Greenfield Acres in Greenfield
Originally built in 1972, the property had an outstanding permanent loan that was set to mature in March of 2016. With the refinancing, the 20 Section 8 units for low-income residents will remain affordable for at least 20 more years (the remaining 74 units are market rate). Those affordable units could conceivably have converted to market rents had affordability not been preserved in this transaction. The owner will use some of the proceeds from the loan to install energy-efficient boilers, thermostats, windows and doors as well as additional installation. Four units will be converted to fully-accessible units.
"We are honored and thrilled to participate in another successful transaction with MassHousing and HUD," said William A. Nicholson, CEO of The Congress Companies. "The Risk Sharing program through the Federal Finance Bank is truly an innovative, cutting edge program, which will provide continued affordability, construction renovations and improvements to properties, and allow the continuation of our valued partnership with MassHousing and HUD. Everyone is a winner in this program, which is fundamental to a good transaction. We look forward to continuing our excellent working relationships with MassHousing, HUD and Federal Finance Bank."
"These loans had interest rates that were in the high threes and low fours, whereas a typical MassHousing loan of this kind might otherwise be in the low fives at today's rates," said MassHousing's Deputy Director Timothy C. Sullivan. "We couldn't offer a rate like that without efficient financing from the FFB, and we think this offers the potential for many owners to refinance and lock in affordable rents for residents for at least 20 years."

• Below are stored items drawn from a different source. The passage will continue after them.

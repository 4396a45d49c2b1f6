//! `quartermaster-audit` — audit trail interface.
//!
//! Every successful mutation emits exactly one [`AuditEvent`] through an
//! [`AuditSink`], synchronously after commit. Durable storage of the trail
//! is an external concern; the sinks here buffer (tests, dev) or forward to
//! the structured log.

pub mod event;
pub mod in_memory;
pub mod sink;
pub mod tracing_sink;

pub use event::{AuditAction, AuditEvent};
pub use in_memory::InMemoryAuditSink;
pub use sink::{AuditSink, SinkError};
pub use tracing_sink::TracingAuditSink;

For example, on an $11 million loan (the average rental loan amount for MassHousing last fiscal year) with a 40-year term and an interest rate of 5.125%, a borrower's annual principal and interest payment would be $647,466. With an interest rate of 3.875%, which is in line with the FFB's rates for the HUD Risk Share Program, P&I payments would be $541,461 per year, for a savings of $106,005 per year to the borrower. As a result a borrower would have more than $2 million in additional borrowing capacity.
"This is a perfect example of what can happen when state and federal agencies come together with the private sector to achieve a common purpose," said Benjamin T. Metcalf, HUD Deputy Assistant Secretary for Multifamily Housing. "Together, HUD and the Treasury Department are giving MassHousing the best possible tools to lower the cost of credit for building owners in order to preserve critically needed affordable housing for hundreds of families."
In addition to this new initiative, MassHousing has also recently begun closing refinancings using HUD's Multifamily Accelerated Processing (MAP) and those loans have a Ginnie Mae guaranty, which is attractive to investors.
"There are dozens of affordable rental communities in Massachusetts with subsidized mortgages that will mature in the next 5-7 years, and this new loan structure from HUD and the FFB, along with our MAP/Ginnie Mae execution, makes great sense for owners, for MassHousing and for residents," said MassHousing's Gleason. "It's really a win-win-win."